As much as I love reading the Bible I have to stop occasionally and remind myself that the Word which is at the center of my faith is not the Book, in Greek Biblios. As a Christian, the Word that is the center of my faith is a person, Jesus. He is the Word of God made flesh. As John's Gospel reminds us,

In the beginning was the Word,
and the Word was with God,
and the Word was God
.

Jesus is the. Logos, the Word.

If I forget this I can run the risk of turning the Bible into an idol. Is the Bible the inspired words of God? Of course. But its purpose is to draw us into a deeper relationship with the Word, Jesus Christ. And because the purpose of the Bible is to draw us into that personal relationship with Jesus, there is a hierarchy to the importance we give to various books of the Bible. The Gospels stand in the first place, and all other scripture must be read in light of them. Then come the other books of the New Testament, because of their proximity to him. Then the Old Testament because as St. Augustine said, "The New Testament is hidden in the Old."

St. Paul today reminds us that we must not limit ourselves to what is written. In his second letter to the Thessalonians he tells us to

brothers and sisters, stand firm and hold fast to the traditions that you were taught, either by an oral statement or by a letter of ours.

Paradosis- tradition. The prefix para we all recognize as "that which stand along side" (paralegal, paramedic, or parallel). And note that he references the oral and written. St. Paul commands us to hold on tightly to all of the tradition. Does the Bible contain everything necessary for salvation? Of course. Does it contain everything we can know about Jesus, the early Church, and how we are to live as Christian? No.
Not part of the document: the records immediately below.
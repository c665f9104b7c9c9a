//! `%YAML` and `%TAG` directives, and the tag handle table they build.

use crate::options::Version;

/// Prefix of the `!!` handle.
pub const YAML_TAG_PREFIX: &str = "tag:yaml.org,2002:";

/// Directives in effect for one document.
#[derive(Debug, Clone, PartialEq)]
pub struct Directives {
    pub version: Version,
    /// Set when the document had a `%YAML` directive.
    pub explicit_version: bool,
    /// `%TAG` handles in order of appearance, after the `!!` default.
    pub tags: Vec<(String, String)>,
    /// The document started with an explicit `---`.
    pub doc_start: bool,
    /// The document was closed with `...`.
    pub doc_end: bool,
}

impl Directives {
    pub fn new(version: Version) -> Self {
        Self {
            version,
            explicit_version: false,
            tags: vec![("!!".to_string(), YAML_TAG_PREFIX.to_string())],
            doc_start: false,
            doc_end: false,
        }
    }

    /// Handle one directive line. `on_error` gets an offset relative to the
    /// start of the line, a message, and whether it's only a warning.
    /// Returns `false` if the directive was not applied.
    pub fn add(&mut self, line: &str, on_error: &mut dyn FnMut(usize, String, bool)) -> bool {
        let mut parts = line.split([' ', '\t']).filter(|part| !part.is_empty());
        let name = parts.next().unwrap_or_default();
        let args: Vec<&str> = parts.take_while(|part| !part.starts_with('#')).collect();
        tracing::trace!(directive = name, ?args, "directive");
        match name {
            "%TAG" => {
                if args.len() != 2 {
                    on_error(
                        0,
                        "%TAG directive should contain exactly two parts".to_string(),
                        false,
                    );
                    if args.len() < 2 {
                        return false;
                    }
                }
                let (handle, prefix) = (args[0], args[1]);
                if !is_tag_handle(handle) {
                    on_error(0, format!("Invalid tag handle {}", handle), false);
                    return false;
                }
                if let Some(entry) = self.tags.iter_mut().find(|(h, _)| h == handle) {
                    if handle != "!!" || entry.1 != YAML_TAG_PREFIX {
                        on_error(0, format!("Repeated %TAG directive for {}", handle), true);
                    }
                    entry.1 = prefix.to_string();
                } else {
                    self.tags.push((handle.to_string(), prefix.to_string()));
                }
                true
            }
            "%YAML" => {
                if self.explicit_version {
                    on_error(0, "Repeated %YAML directive".to_string(), true);
                }
                self.explicit_version = true;
                if args.len() != 1 {
                    on_error(
                        0,
                        "%YAML directive should contain exactly one part".to_string(),
                        false,
                    );
                    return false;
                }
                match args[0].parse::<Version>() {
                    Ok(version) => {
                        self.version = version;
                        true
                    }
                    Err(message) => {
                        let looks_valid = looks_like_version(args[0]);
                        on_error(6, message, looks_valid);
                        false
                    }
                }
            }
            _ => {
                on_error(0, format!("Unknown directive {}", name), true);
                false
            }
        }
    }

    /// The prefix bound to a handle.
    pub fn prefix(&self, handle: &str) -> Option<&str> {
        self.tags
            .iter()
            .rev()
            .find(|(h, _)| h == handle)
            .map(|(_, p)| p.as_str())
    }

    /// Resolve the source of a tag property (`!!str`, `!e!foo`, `!<x>`) to
    /// a full tag name. Returns `None` if it cannot be resolved.
    pub fn tag_name(&self, source: &str, on_error: &mut dyn FnMut(String)) -> Option<String> {
        if source == "!" {
            return Some("!".to_string());
        }
        if !source.starts_with('!') {
            on_error(format!("Not a valid tag: {}", source));
            return None;
        }
        if let Some(rest) = source.strip_prefix("!<") {
            let verbatim = rest.strip_suffix('>');
            if verbatim.is_none() {
                on_error("Verbatim tags must end with a >".to_string());
            }
            let verbatim = verbatim.unwrap_or(rest);
            if verbatim == "!" || verbatim == "!!" {
                on_error(format!(
                    "Verbatim tags aren't resolved, so {} is invalid.",
                    source
                ));
                return None;
            }
            return Some(verbatim.to_string());
        }
        // The handle runs up to and including the last `!`.
        let split = source.rfind('!').map_or(1, |i| i + 1);
        let (handle, suffix) = source.split_at(split);
        if suffix.is_empty() {
            on_error(format!("The {} tag has no suffix", source));
        }
        if let Some(prefix) = self.prefix(handle) {
            return match percent_decode(suffix) {
                Ok(suffix) => Some(format!("{}{}", prefix, suffix)),
                Err(message) => {
                    on_error(message);
                    None
                }
            };
        }
        if handle == "!" {
            // Local tag.
            return Some(source.to_string());
        }
        on_error(format!("Could not resolve tag: {}", source));
        None
    }

    /// Shortest source form of a full tag name.
    pub fn tag_string(&self, tag: &str) -> String {
        for (handle, prefix) in self.tags.iter().rev() {
            if let Some(suffix) = tag.strip_prefix(prefix.as_str()) {
                if !suffix.is_empty() && suffix.chars().all(is_tag_char) {
                    return format!("{}{}", handle, suffix);
                }
            }
        }
        if tag.starts_with('!') {
            tag.to_string()
        } else {
            format!("!<{}>", tag)
        }
    }

    /// Source lines of the directives the stringifier must repeat.
    pub fn to_lines(&self) -> Vec<String> {
        let mut lines = Vec::new();
        if self.explicit_version {
            lines.push(format!("%YAML {}", self.version));
        }
        for (handle, prefix) in &self.tags {
            if handle == "!!" && prefix == YAML_TAG_PREFIX {
                continue;
            }
            lines.push(format!("%TAG {} {}", handle, prefix));
        }
        lines
    }
}

fn is_tag_handle(handle: &str) -> bool {
    handle == "!"
        || handle == "!!"
        || (handle.len() > 2
            && handle.starts_with('!')
            && handle.ends_with('!')
            && handle[1..handle.len() - 1]
                .chars()
                .all(|ch| ch.is_ascii_alphanumeric() || ch == '-'))
}

fn is_tag_char(ch: char) -> bool {
    ch.is_ascii_alphanumeric() || "-#;/?:@&=+$_.~*'()".contains(ch)
}

fn looks_like_version(s: &str) -> bool {
    match s.split_once('.') {
        Some((major, minor)) => {
            !major.is_empty()
                && !minor.is_empty()
                && major.chars().all(|ch| ch.is_ascii_digit())
                && minor.chars().all(|ch| ch.is_ascii_digit())
        }
        None => false,
    }
}

/// Decode `%XX` escapes in a tag suffix.
fn percent_decode(s: &str) -> Result<String, String> {
    if !s.contains('%') {
        return Ok(s.to_string());
    }
    let bytes = s.as_bytes();
    let mut out = Vec::with_capacity(bytes.len());
    let mut i = 0;
    while i < bytes.len() {
        if bytes[i] == b'%' {
            let hex = s.get(i + 1..i + 3).unwrap_or_default();
            match u8::from_str_radix(hex, 16) {
                Ok(byte) if hex.len() == 2 => out.push(byte),
                _ => return Err(format!("Invalid percent escape in tag: {}", s)),
            }
            i += 3;
        } else {
            out.push(bytes[i]);
            i += 1;
        }
    }
    String::from_utf8(out).map_err(|_| format!("Invalid UTF-8 in tag: {}", s))
}

#[cfg(test)]
mod tests {
    use super::*;

    fn add(dirs: &mut Directives, line: &str) -> Vec<(String, bool)> {
        let mut errors = Vec::new();
        dirs.add(line, &mut |_, msg, warning| errors.push((msg, warning)));
        errors
    }

    fn resolve(dirs: &Directives, source: &str) -> (Option<String>, Vec<String>) {
        let mut errors = Vec::new();
        let name = dirs.tag_name(source, &mut |msg| errors.push(msg));
        (name, errors)
    }

    #[test]
    fn test_yaml_directive() {
        let mut dirs = Directives::new(Version::V1_2);
        assert!(add(&mut dirs, "%YAML 1.1").is_empty());
        assert_eq!(dirs.version, Version::V1_1);
        assert!(dirs.explicit_version);

        let errors = add(&mut dirs, "%YAML 1.2");
        assert_eq!(errors, vec![("Repeated %YAML directive".to_string(), true)]);
        assert_eq!(dirs.version, Version::V1_2);

        let mut dirs = Directives::new(Version::V1_2);
        assert_eq!(
            add(&mut dirs, "%YAML 1.3"),
            vec![("Unsupported YAML version 1.3".to_string(), true)]
        );
        assert_eq!(
            add(&mut Directives::new(Version::V1_2), "%YAML x"),
            vec![("Unsupported YAML version x".to_string(), false)]
        );
    }

    #[test]
    fn test_tag_directive_and_names() {
        let mut dirs = Directives::new(Version::V1_2);
        assert!(add(&mut dirs, "%TAG !e! tag:example.com,2000:app/").is_empty());
        assert_eq!(
            resolve(&dirs, "!e!foo"),
            (Some("tag:example.com,2000:app/foo".to_string()), vec![])
        );
        assert_eq!(
            resolve(&dirs, "!!str").0.as_deref(),
            Some("tag:yaml.org,2002:str")
        );
        assert_eq!(resolve(&dirs, "!local").0.as_deref(), Some("!local"));
        assert_eq!(resolve(&dirs, "!<tag:x>").0.as_deref(), Some("tag:x"));
        assert_eq!(resolve(&dirs, "!e!a%21b").0.as_deref(), Some("tag:example.com,2000:app/a!b"));
        let (name, errors) = resolve(&dirs, "!x!foo");
        assert_eq!(name, None);
        assert_eq!(errors, vec!["Could not resolve tag: !x!foo".to_string()]);
        assert_eq!(resolve(&dirs, "!<!>").0, None);

        assert_eq!(dirs.tag_string("tag:example.com,2000:app/foo"), "!e!foo");
        assert_eq!(dirs.tag_string("tag:yaml.org,2002:int"), "!!int");
        assert_eq!(dirs.tag_string("urn:other"), "!<urn:other>");
        assert_eq!(dirs.to_lines(), vec!["%TAG !e! tag:example.com,2000:app/"]);
    }

    #[test]
    fn test_unknown_and_repeated() {
        let mut dirs = Directives::new(Version::V1_2);
        assert_eq!(
            add(&mut dirs, "%FOO bar"),
            vec![("Unknown directive %FOO".to_string(), true)]
        );
        add(&mut dirs, "%TAG !a! one:");
        let errors = add(&mut dirs, "%TAG !a! two:");
        assert_eq!(errors, vec![("Repeated %TAG directive for !a!".to_string(), true)]);
        assert_eq!(dirs.prefix("!a!"), Some("two:"));
    }
}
To hunger for the word of God is to hunger not for the Bible but to hunger for the living Word, Jesus Christ. As I read the Bible it seems only logical to look to the earliest sources we can get to help us understand it, the interpreters who are closest to the source. The Fathers of the Church, as we call them, help us to answer the question of not only how did the apostles understand Jesus but how did the students of the apostles, the earliest generations of Christians understand Jesus. We should be ready to devour these ancient texts as more and more of the oral tradition got set down in writing. We should be open to hear any legitimate source that helps us to draw closer to the the WORD, Jesus. To immerse ourselves in the word of God is to loose ourselves in the love of Christ, to allow ourselves to fall in love with the Word of which John wrote:

All things came to be through him, and without him nothing came to be. What came to be through him was life, and this life was the light of the human race; the light shines in the darkness,
and the darkness has not overcome it.